Add a dedicated traffic car with officer willing to write fines
Keep in mind the State Police are running one trooper on the desk and 2 or 3 on the road in most barracks, including South Boston, from the tunnels to Braintree, including the beaches. They can barely keep up with the accidents, breakdowns, and beach incidents, never mind tickets. Sometimes they get a federal grant for enforcement but we've seen how that goes unless well managed and supervised.
Each district on the Boston Police has a traffic car (Pete Nice can clarify, I've been retired a while) but usually only eight tickets per shift are required, so if the officer can "bang out" eight tickets in an hour, possibly all warnings with no consequences, they get to go home. Not effective.
A huge issue that goes unnoticed is that officers don't want to generate revenue for the insurance companies. Get rid of the insurance lobbyists and make traffic offenses a straight fine, half to the state, half to the city, no surcharge for insurance companies.
Union rules apply and SJC has ruled for officer discretion on warning/fines but Commissioner Gross should pick a dozen officers willing to write heavy fines on eight hour shifts for a while. These officers are called "Chapter 90 guys" (many cops want no part of tickets, others love Chapter 90) and you would see the problem cleared up in short order. The area patrol car isn't going to have time to do much traffic enforcement.
WTF is this?
Whatever happened to "Supervisor (as many levels up as needed) said to write tickets, so that's what you do. Since when does the individual cop get to decide whether they will enforce the traffic laws or not. Sure, they have some discretion but it shouldn't be to the level of "I don't like to write traffic tickets, so I just won't"

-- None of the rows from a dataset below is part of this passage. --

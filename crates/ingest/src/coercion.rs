//! Conversion of single csv cells into typed values.

use std::num::{ParseFloatError, ParseIntError};

use chrono::{DateTime, NaiveDateTime, Utc};
use thiserror::Error;

/// Timestamp formats tried after RFC 3339, in this order. Values without an
/// offset are taken as UTC.
pub const NAIVE_TIMESTAMP_FORMATS: [&str; 2] = ["%Y-%m-%d %H:%M:%S", "%Y-%m-%d %H:%M:%S%.6f"];

/// The semantic type of a csv column.
#[derive(Debug, Clone, Copy, PartialEq, Eq)]
pub enum FieldType {
    /// Any text, including the empty string.
    String,
    /// Text that must not be empty.
    Identifier,
    Integer,
    /// A float, or empty for none.
    Float,
    /// A timestamp, or empty for none.
    Timestamp,
}

#[derive(Debug, Clone, PartialEq, Eq, Error)]
pub enum CoercionError {
    #[error("cell is missing")]
    Missing,

    #[error("cell is not valid UTF-8 after byte {valid_up_to}")]
    InvalidUtf8 { valid_up_to: usize },

    #[error("identifier is empty")]
    EmptyIdentifier,

    #[error("invalid integer {raw:?}: {source}")]
    Integer { raw: String, source: ParseIntError },

    #[error("invalid float {raw:?}: {source}")]
    Float { raw: String, source: ParseFloatError },

    #[error("could not parse {raw:?} with any valid timestamp format")]
    NoValidFormat { raw: String },
}

pub fn string(raw: &str) -> String {
    raw.to_owned()
}

pub fn identifier(raw: &str) -> Result<String, CoercionError> {
    if raw.is_empty() {
        return Err(CoercionError::EmptyIdentifier);
    }
    Ok(raw.to_owned())
}

/// A base-10 signed 64 bit integer.
pub fn integer(raw: &str) -> Result<i64, CoercionError> {
    raw.parse().map_err(|source| CoercionError::Integer {
        raw: raw.to_owned(),
        source,
    })
}

pub fn float(raw: &str) -> Result<Option<f64>, CoercionError> {
    if raw.is_empty() {
        return Ok(None);
    }
    raw.parse()
        .map(Some)
        .map_err(|source| CoercionError::Float {
            raw: raw.to_owned(),
            source,
        })
}

/// Parses a timestamp and normalizes it to UTC.
///
/// An empty cell is the zero timestamp, represented as `None`. Otherwise RFC
/// 3339 is tried first, then [`NAIVE_TIMESTAMP_FORMATS`]. The first format
/// that matches wins.
pub fn timestamp(raw: &str) -> Result<Option<DateTime<Utc>>, CoercionError> {
    if raw.is_empty() {
        return Ok(None);
    }

    if let Ok(date_time) = DateTime::parse_from_rfc3339(raw) {
        return Ok(Some(date_time.with_timezone(&Utc)));
    }

    NAIVE_TIMESTAMP_FORMATS
        .iter()
        .find_map(|format| NaiveDateTime::parse_from_str(raw, format).ok())
        .map(|naive| Some(naive.and_utc()))
        .ok_or_else(|| CoercionError::NoValidFormat {
            raw: raw.to_owned(),
        })
}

how do we get this in east
how do we get this in east boston? It has been better this summer then the past priors but it is still really bad.

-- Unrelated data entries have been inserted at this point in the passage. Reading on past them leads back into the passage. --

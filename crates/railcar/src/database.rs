use std::{error, fmt, result};

use async_trait::async_trait;
use chrono::{DateTime, Utc};
use model::{
    equipment::Equipment, event::Event, location::Location, waybill::Waybill, Entity,
    EntityKind,
};

#[derive(Debug)]
pub enum DatabaseError {
    NotFound,
    Other(Box<dyn error::Error + Send + Sync>),
}

impl DatabaseError {
    pub fn other<E>(why: E) -> Self
    where
        E: Into<Box<dyn error::Error + Send + Sync>>,
    {
        Self::Other(why.into())
    }
}

impl fmt::Display for DatabaseError {
    fn fmt(&self, f: &mut fmt::Formatter<'_>) -> fmt::Result {
        match self {
            Self::NotFound => f.write_str("record not found"),
            Self::Other(why) => write!(f, "{}", why),
        }
    }
}

impl error::Error for DatabaseError {}

pub type Result<T> = result::Result<T, DatabaseError>;

#[async_trait]
pub trait Repo<T: Entity> {
    async fn get(&mut self, id: &str) -> Result<T>;

    /// Returns all rows in the order they were inserted.
    async fn get_all(&mut self) -> Result<Vec<T>>;

    /// Bulk insert. Either every value is written or, if any value conflicts
    /// with an existing id or another value of the batch, none is.
    async fn insert_all(&mut self, values: &[T]) -> Result<u64>;
}

#[async_trait]
pub trait LocationRepo: Repo<Location> {
    /// Locations with any of the given ids. Unknown ids are ignored.
    async fn get_many(&mut self, ids: &[String]) -> Result<Vec<Location>>;
}

#[async_trait]
pub trait EquipmentRepo: Repo<Equipment> {
    async fn by_equipment_id(&mut self, equipment_id: &str) -> Result<Vec<Equipment>>;
}

#[async_trait]
pub trait EventRepo: Repo<Event> {
    /// Events posted strictly after `after`. All events if `after` is `None`.
    /// Events without a posting date never match a cutoff.
    async fn events_posted_after(
        &mut self,
        after: Option<DateTime<Utc>>,
    ) -> Result<Vec<Event>>;

    /// Events of a single waybill, with the same cutoff as `events_posted_after`.
    async fn events_by_waybill(
        &mut self,
        waybill_id: &str,
        after: Option<DateTime<Utc>>,
    ) -> Result<Vec<Event>>;
}

#[async_trait]
pub trait DatabaseOperations:
    LocationRepo + EquipmentRepo + EventRepo + Repo<Waybill> + Send
{
    /// Creates the table backing `kind` if it does not exist yet.
    async fn ensure_schema(&mut self, kind: EntityKind) -> Result<()>;

    /// Deletes every row of `kind`. Tables of other kinds are untouched.
    async fn reset(&mut self, kind: EntityKind) -> Result<()>;
}

#[async_trait]
pub trait DatabaseTransaction: DatabaseOperations {
    async fn commit(self) -> Result<()>;
}

pub trait DatabaseAutocommit: DatabaseOperations {}

/// Storage for the railcar datasets.
/// multiple concurrent accesses should be possible by e.g. cloning the database object.
#[async_trait]
pub trait Database: Clone + Send + Sync + Sized + 'static {
    type Transaction: DatabaseTransaction + Send;
    type Autocommit: DatabaseAutocommit + Send;

    /// Starts a transaction. Writes are discarded if it is dropped without
    /// calling `commit`.
    async fn transaction(&self) -> Result<Self::Transaction>;

    fn auto(&self) -> Self::Autocommit;
}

Just wait until some kid gets
Just wait until some kid gets killed. Easy peasy.
Let me tell you
how Eastie can get this. Continue developing every empty lot with multiple unit developments with no parking. Allow triple deckers to be torn down and replace them with 4-5 story buildings with 8-10 luxury condos. With 3 -6 unrelated people in each unit with multiple cars and your traffic and human congestion will be just like Southie. Throw in an ambulance chasing photographer who post pictures of every car accident, illegally parked car and the occasional sunset picture and the mayhem will get publicized.
Accident at L & Marine (Again)
https://twitter.com/maureencaught/status/102800622...

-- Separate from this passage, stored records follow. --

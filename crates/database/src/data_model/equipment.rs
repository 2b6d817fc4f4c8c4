use async_trait::async_trait;
use chrono::{DateTime, Utc};
use model::equipment::Equipment;
use railcar::database::{EquipmentRepo, Repo, Result};
use sqlx::prelude::FromRow;

use crate::{
    queries::{
        convert_error,
        equipment::{by_equipment_id, get, get_all, insert_all},
    },
    PgDatabaseAutocommit, PgDatabaseTransaction,
};

use super::DatabaseRow;

#[derive(Debug, Clone, FromRow)]
pub struct EquipmentRow {
    pub id: String,
    pub customer: String,
    pub fleet: String,
    pub equipment_id: String,
    pub equipment_status: String,
    pub date_added: Option<DateTime<Utc>>,
    pub date_removed: Option<DateTime<Utc>>,
}

impl DatabaseRow for EquipmentRow {
    type Model = Equipment;

    fn to_model(self) -> Self::Model {
        Equipment {
            id: self.id,
            customer: self.customer,
            fleet: self.fleet,
            equipment_id: self.equipment_id,
            equipment_status: self.equipment_status,
            date_added: self.date_added,
            date_removed: self.date_removed,
        }
    }
}

// Repo

#[async_trait]
impl Repo<Equipment> for PgDatabaseAutocommit {
    async fn get(&mut self, id: &str) -> Result<Equipment> {
        get(&self.pool, id).await
    }

    async fn get_all(&mut self) -> Result<Vec<Equipment>> {
        get_all(&self.pool).await
    }

    async fn insert_all(&mut self, values: &[Equipment]) -> Result<u64> {
        let mut tx = self.begin().await?;
        let inserted = insert_all(&mut *tx, values).await?;
        tx.commit().await.map_err(convert_error)?;
        Ok(inserted)
    }
}

#[async_trait]
impl<'a> Repo<Equipment> for PgDatabaseTransaction<'a> {
    async fn get(&mut self, id: &str) -> Result<Equipment> {
        get(&mut *self.tx, id).await
    }

    async fn get_all(&mut self) -> Result<Vec<Equipment>> {
        get_all(&mut *self.tx).await
    }

    async fn insert_all(&mut self, values: &[Equipment]) -> Result<u64> {
        insert_all(&mut *self.tx, values).await
    }
}

// Equipment Repo

#[async_trait]
impl EquipmentRepo for PgDatabaseAutocommit {
    async fn by_equipment_id(&mut self, equipment_id: &str) -> Result<Vec<Equipment>> {
        by_equipment_id(&self.pool, equipment_id).await
    }
}

#[async_trait]
impl<'a> EquipmentRepo for PgDatabaseTransaction<'a> {
    async fn by_equipment_id(&mut self, equipment_id: &str) -> Result<Vec<Equipment>> {
        by_equipment_id(&mut *self.tx, equipment_id).await
    }
}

Boston area residents need to ask....
...themselves a serious question:
What is it that we have to do/give/promise the rest of the state to stop all the bullshit and properly fund/invest in the MBTA?
We all know its the farmers in the Berkshires who don't want their taxes going up, the swamp yankees in Dighton who only come to Boston once every decade. What can we give these people and their representatives in the legislature to START building a reliable safe and on-time public transit system?
I know GM, Firestone and Standard Oil did their darnedest to kill it already but that was 50 years ago and this car driven urban society is not working. Its choking us with bad air and killing people just trying to cross the street. No one can get to work in a reasonable amount of time, and the price of real estate within an hour of the city (economic center) is spiraling out of control as a result.
Seems like a kick ass transit system would solve a lot of issues at once.
Oh well, what do I know?
Fully fund all the transit systems
Not just the MBTA. All of them - Merrimack, Pioneer Valley, etc. That would be a good start and a healthy one.
The Governor is currently having a bit of an identity crisis over carbon emissions. MA will NOT meet goals going forward without reductions in auto emissions - reductions that will not be met with electric cars alone. That means transit.
This is where we separate Charlie from his Prized Kochs - transit as the ONLY means of continuing the carbon reductions of the past decade. ONLY. Feed that identity crisis and make it clear over and over what the choice is - not just for Boston, but for all of MA.